Because I suggested you look into mollifiers, I wanted to mention a couple of results that are fundamental to the study of mollifiers. Mollifiers are convolution operators with positive $C^{\infty}_{0}(\mathbb{R}^{n})$ kernels $\varphi$ for which $\|\varphi\|_{L^{1}(\mathbb{R}^{n})}=1$. It turns out that $L^{1}$ convolution operators are well-behaved on every $L^{p}$ space. This is unexpected because the integral of an $L^{1}$ function multiplying an $L^{p}$ function may not be finite. However, their convolution is finite a.e., and the resulting operator is bounded on $L^{p}$.

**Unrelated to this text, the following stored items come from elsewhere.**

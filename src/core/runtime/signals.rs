use async_trait::async_trait;
use chrono::Utc;
use std::sync::{Arc, Weak};
use tracing::{debug, info, warn};

use super::semaphore::PendingGuard;
use super::trigger::TriggerContext;
use super::{RunTicket, RuntimeInner};
use crate::core::apps::{AppRecord, AppStatus, StatusExtra};
use crate::core::collab::{BusEvent, DueOutcome, JobDescriptor, JobDueHandler};
use crate::error::{RuntimeError, RuntimeResult};

/// Scheduler callback. Holds the runtime weakly so a dropped runtime does
/// not stay alive through the scheduler.
pub(crate) struct DueSignalHandler {
    runtime: Weak<RuntimeInner>,
}

impl DueSignalHandler {
    pub(crate) fn new(runtime: Weak<RuntimeInner>) -> Self {
        Self { runtime }
    }
}

#[async_trait]
impl JobDueHandler for DueSignalHandler {
    async fn job_due(&self, job: JobDescriptor) -> DueOutcome {
        let Some(inner) = self.runtime.upgrade() else {
            return DueOutcome::Skipped("runtime is gone".to_string());
        };
        inner.handle_job_due(job).await
    }
}

impl RuntimeInner {
    /// Load the app behind a scheduler or bus signal, or say why it should
    /// not run.
    async fn runnable_for_signal(&self, app_id: &str) -> Result<AppRecord, String> {
        if !self.is_activated(app_id).await {
            return Err(format!("app '{}' is not active", app_id));
        }
        let app = match self.registry.get_app(app_id).await {
            Ok(Some(app)) => app,
            Ok(None) => return Err(format!("app '{}' is not installed", app_id)),
            Err(e) => return Err(format!("could not load app '{}': {}", app_id, e)),
        };
        if app.status != AppStatus::Active {
            return Err(format!("app '{}' is {}", app_id, app.status));
        }
        Ok(app)
    }

    async fn run_signal(
        &self,
        app: AppRecord,
        trigger: TriggerContext,
        pending: PendingGuard,
    ) -> DueOutcome {
        match self.execute_with_concurrency(app, trigger, pending).await {
            Ok(result) => DueOutcome::Completed(result.status),
            Err(e) => DueOutcome::Skipped(e.to_string()),
        }
    }

    pub(crate) async fn handle_job_due(&self, job: JobDescriptor) -> DueOutcome {
        let app_id = job.payload.app_id().to_string();
        let app = match self.runnable_for_signal(&app_id).await {
            Ok(app) => app,
            Err(reason) => {
                debug!("Job '{}' skipped: {}", job.id, reason);
                return DueOutcome::Skipped(reason);
            }
        };
        let Some(pending) = self.pending.try_enter_exclusive(&app_id) else {
            info!("Job '{}' skipped: app '{}' already running or queued", job.id, app_id);
            return DueOutcome::Skipped("already running or queued".to_string());
        };
        let trigger = TriggerContext::schedule(&job, Utc::now());
        self.run_signal(app, trigger, pending).await
    }

    pub(crate) async fn handle_event(
        &self,
        app_id: &str,
        index: usize,
        source: &str,
        event: BusEvent,
    ) -> DueOutcome {
        let app = match self.runnable_for_signal(app_id).await {
            Ok(app) => app,
            Err(reason) => {
                debug!("Event {} for app '{}' skipped: {}", event.id, app_id, reason);
                return DueOutcome::Skipped(reason);
            }
        };
        let Some(pending) = self.pending.try_enter_exclusive(app_id) else {
            info!(
                "Event {} (subscription {}) skipped: app '{}' already running or queued",
                event.event_type, index, app_id
            );
            return DueOutcome::Skipped("already running or queued".to_string());
        };
        let trigger = TriggerContext::event(&event, source, Utc::now());
        self.run_signal(app, trigger, pending).await
    }

    /// Start a user-requested run. An app in `error` counts as runnable:
    /// triggering it is a resume.
    pub(crate) async fn trigger_manually(self: &Arc<Self>, app_id: &str) -> RuntimeResult<RunTicket> {
        let mut app = self
            .registry
            .get_app(app_id)
            .await?
            .ok_or_else(|| RuntimeError::AppNotFound(app_id.to_string()))?;
        let runnable = app.is_automation() && matches!(app.status, AppStatus::Active | AppStatus::Error);
        if !runnable {
            return Err(RuntimeError::AppNotRunnable {
                app_id: app_id.to_string(),
                status: app.status,
            });
        }
        if self.semaphore.is_closed() {
            return Err(RuntimeError::ShuttingDown(
                "automation runtime stopped".to_string(),
            ));
        }
        let pending = self
            .pending
            .try_enter_exclusive(app_id)
            .ok_or_else(|| RuntimeError::ConcurrencyLimit(app_id.to_string()))?;

        if app.status == AppStatus::Error {
            info!("Resuming app '{}' from error via manual trigger", app_id);
            self.registry
                .update_status(app_id, AppStatus::Active, StatusExtra::default())
                .await?;
            app.status = AppStatus::Active;
            app.error_message = None;
            if let Err(e) = self.activate(app_id).await {
                warn!("App '{}' resumed without live subscriptions: {}", app_id, e);
            }
        }

        info!("Manual run of app '{}' requested", app_id);
        Ok(self.spawn_run(app, TriggerContext::manual(Utc::now()), pending))
    }

    pub(crate) fn spawn_run(
        self: &Arc<Self>,
        app: AppRecord,
        trigger: TriggerContext,
        pending: PendingGuard,
    ) -> RunTicket {
        let inner = self.clone();
        let app_id = app.id.clone();
        let handle =
            tokio::spawn(async move { inner.execute_with_concurrency(app, trigger, pending).await });
        RunTicket { app_id, handle }
    }
}
//! Host document-system abstraction.
//!
//! The renderer never walks a content repository itself; everything it needs
//! from the surrounding system arrives through [`DocumentHost`]: capturing
//! referenced documents, accessibility checks, batch placement, and address
//! composition. The trait allows rendering against the in-memory
//! [`StaticHost`] in tests and lets embedders bridge to a real capture
//! pipeline.

use std::collections::HashSet;

use indexmap::IndexMap;
use percent_encoding::{AsciiSet, CONTROLS, utf8_percent_encode};

use crate::model::DocRef;

/// How much of a document a capture must materialize
#[derive(Debug, Clone, Copy, PartialEq, Eq)]
pub enum CaptureDepth {
    /// Title only
    Page,
    /// Title plus element index and generated-id set
    Metadata,
}

/// Metadata for one element of a captured document
#[derive(Debug, Clone, PartialEq)]
pub struct ElementInfo {
    /// Human-readable label, used as link text when no override is given
    pub label: String,

    /// CSS class the host wants on links targeting this element kind
    pub link_css_class: Option<String>,
}

/// A captured document: its title plus, at [`CaptureDepth::Metadata`], the
/// element index and the set of ids the host generated rather than authored.
#[derive(Debug, Clone, PartialEq, Default)]
pub struct Document {
    pub title: String,

    /// Elements by id, in document order
    pub elements: IndexMap<String, ElementInfo>,

    /// Ids assigned by the host; unstable across edits, so persistent
    /// references must not target them
    pub generated_ids: HashSet<String>,
}

impl Document {
    pub fn new(title: &str) -> Self {
        Self { title: title.to_string(), elements: IndexMap::new(), generated_ids: HashSet::new() }
    }

    /// Add an element with the given id and link label.
    pub fn with_element(mut self, id: &str, label: &str, link_css_class: Option<&str>) -> Self {
        self.elements.insert(
            id.to_string(),
            ElementInfo {
                label: label.to_string(),
                link_css_class: link_css_class.map(|class| class.to_string()),
            },
        );
        self
    }

    /// Add an element whose id was generated by the host.
    pub fn with_generated_element(self, id: &str, label: &str) -> Self {
        let mut doc = self.with_element(id, label, None);
        doc.generated_ids.insert(id.to_string());
        doc
    }

    pub fn element_by_id(&self, id: &str) -> Option<&ElementInfo> {
        self.elements.get(id)
    }

    pub fn is_generated_id(&self, id: &str) -> bool {
        self.generated_ids.contains(id)
    }
}

/// Fragment id for the `ix`-th document of a flattened batch: `page{n}`, or
/// `page{n}-{id}` when an element id is given.
///
/// `ix` is 0-based; the rendered number is 1-based, so the first batch
/// document yields `page1`.
pub fn batch_anchor(ix: usize, id: Option<&str>) -> String {
    match id {
        Some(id) => format!("page{}-{}", ix + 1, id),
        None => format!("page{}", ix + 1),
    }
}

/// Characters percent-encoded in routable paths. Structural separators
/// (`/`, `#`, `?`, `&`, `=`) pass through so composed paths keep their shape.
const PATH_ENCODE: &AsciiSet = &CONTROLS
    .add(b' ')
    .add(b'"')
    .add(b'<')
    .add(b'>')
    .add(b'`')
    .add(b'{')
    .add(b'}')
    .add(b'|')
    .add(b'\\')
    .add(b'^');

/// Percent-encode a routable path (optionally carrying a `#fragment`).
pub fn encode_url_path(path: &str) -> String {
    utf8_percent_encode(path, PATH_ENCODE).to_string()
}

/// Whether `value` is an absolute URL carrying a scheme (`https://…`,
/// `mailto:…`) rather than a site-relative path.
pub fn has_url_scheme(value: &str) -> bool {
    let mut chars = value.chars();
    if !chars.next().is_some_and(|c| c.is_ascii_alphabetic()) {
        return false;
    }
    for c in chars {
        match c {
            ':' => return true,
            c if c.is_ascii_alphanumeric() || matches!(c, '+' | '.' | '-') => {}
            _ => return false,
        }
    }
    false
}

/// Access to the surrounding document system.
///
/// Captures are blocking and performed once per unresolved reference; the
/// renderer issues them sequentially.
pub trait DocumentHost {
    /// Whether the current viewer may capture the target document at all.
    fn is_accessible(&self, doc: &DocRef) -> bool;

    /// Capture `doc` at the given depth. `None` means the document could not
    /// be produced; the renderer treats that as a broken reference, not an
    /// error.
    fn capture(&self, doc: &DocRef, depth: CaptureDepth) -> Option<Document>;

    /// Position of `doc` within the current rendering batch, 0-based, when
    /// the output is a flattened multi-document view.
    fn batch_index(&self, doc: &DocRef) -> Option<usize> {
        let _ = doc;
        None
    }

    /// Compose a routable path (which may already carry a `#fragment`) into
    /// the final clickable address: context prefix, URL encoding. Absolute
    /// URLs with a scheme are already addresses and must pass through
    /// untouched.
    fn href(&self, path: &str) -> String;

    /// CSS class to stamp on rendered password spans, if the host styles
    /// them.
    fn password_css_class(&self) -> Option<&str> {
        None
    }

    /// The id attribute to write for `id` as defined by `doc`. In-batch
    /// documents get the flattened `page{n}-…` form so ids stay unique when
    /// several documents share one output page.
    fn anchor_id(&self, doc: &DocRef, id: &str) -> String {
        match self.batch_index(doc) {
            Some(ix) => batch_anchor(ix, Some(id)),
            None => id.to_string(),
        }
    }
}

/// In-memory [`DocumentHost`] with registered documents, per-document
/// accessibility, an optional batch order, and a context path prefix.
///
/// Stands in for a full content pipeline in tests and simple embeddings.
#[derive(Debug, Default)]
pub struct StaticHost {
    context_path: String,
    password_class: Option<String>,
    docs: IndexMap<DocRef, HostedDoc>,
    batch: Vec<DocRef>,
}

#[derive(Debug)]
struct HostedDoc {
    document: Document,
    accessible: bool,
}

impl StaticHost {
    pub fn new() -> Self {
        Self::default()
    }

    /// Prefix prepended to every out-of-batch address (e.g. `/wiki`).
    pub fn with_context_path(mut self, prefix: &str) -> Self {
        self.context_path = prefix.to_string();
        self
    }

    /// CSS class stamped on every rendered password span.
    pub fn with_password_class(mut self, class: &str) -> Self {
        self.password_class = Some(class.to_string());
        self
    }

    /// Register an accessible document.
    pub fn add_document(&mut self, doc: DocRef, document: Document) {
        self.docs.insert(doc, HostedDoc { document, accessible: true });
    }

    /// Register a document the current viewer may not capture.
    pub fn add_inaccessible(&mut self, doc: DocRef) {
        self.docs.insert(doc, HostedDoc { document: Document::new(""), accessible: false });
    }

    /// Declare the flattened batch order used for in-batch addressing.
    pub fn set_batch(&mut self, batch: Vec<DocRef>) {
        self.batch = batch;
    }
}

impl DocumentHost for StaticHost {
    fn is_accessible(&self, doc: &DocRef) -> bool {
        self.docs.get(doc).map(|hosted| hosted.accessible).unwrap_or(false)
    }

    fn capture(&self, doc: &DocRef, depth: CaptureDepth) -> Option<Document> {
        let hosted = self.docs.get(doc)?;
        if !hosted.accessible {
            return None;
        }
        Some(match depth {
            CaptureDepth::Page => Document::new(&hosted.document.title),
            CaptureDepth::Metadata => hosted.document.clone(),
        })
    }

    fn batch_index(&self, doc: &DocRef) -> Option<usize> {
        self.batch.iter().position(|batched| batched == doc)
    }

    fn password_css_class(&self) -> Option<&str> {
        self.password_class.as_deref()
    }

    fn href(&self, path: &str) -> String {
        if has_url_scheme(path) {
            return path.to_string();
        }
        format!("{}{}", self.context_path, encode_url_path(path))
    }
}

Theorem: Let $\varphi\in L^{1}(\mathbb{R^{n}})$, and define $M_{\varphi}$ as the convolution operator $$ M_{\varphi}f = \int \varphi(x-y)f(y)dy = \varphi\star f. $$ If $f \in L^{p}$ for some $1 \le p \le \infty$, then $M_{\varphi}f \in L^{p}$ and $$ \|M_{\varphi}f\|_{p} \le \|\varphi\|_{1}\|f\|_{p}. $$

Proof: I'll let you work out the special cases where $p=1$ and $p=\infty$; both are fairly straightforward. Suppose $f \in L^{p}(\mathbb{R}^{n})$ for some $1 < p < \infty$. Let $q$ satisfy $1/p+1/q=1$, and use Holder's inequality to obtain $$ \begin{align} |(Mf)(x)|^{p} & \le \left(\int |\varphi(x-y)|^{1/q}|\varphi(x-y)|^{1/p}|f(y)|dy\right)^{p} \\ & \le \left(\int |\varphi(x-y)|dx\right)^{p/q}\int|\varphi(x-y)||f(y)|^{p}dy \\ & = \|\varphi\|_{1}^{p/q}\int|\varphi(x-y)||f(y)|^{p}dy \end{align} $$ Then integrating with respect to $x$ and applying Fubini's Theorem shows that $Mf \in L^{p}$ and $$ \|Mf\|_{p}^{p}\le \|\varphi\|_{1}^{p/q}\|\varphi\|_{1}\|f\|_{p}^{p} = \|\varphi\|_{1}^{p}\|f\|_{p}^{p}. $$ Hence, $\varphi(x-y)f(y)$ is absolutely integrable in $y$ for a.e. $x$, and $M\varphi \in L^{p}$ with $\|Mf\|_{p} \le \|\varphi\|_{1}\|f\|_{p}$. $\;\;\Box$

This last result makes approximation much easier. If the distance between two $L^{p}$ functions is small, then the same remains true of the mollified functions. Using Lusin's theorem to approximate on a finite interval with a continuous function, then the final approximation result is reduced to approximation of a continuous function by the mollified continuous function, which is known to be uniform and pointwise.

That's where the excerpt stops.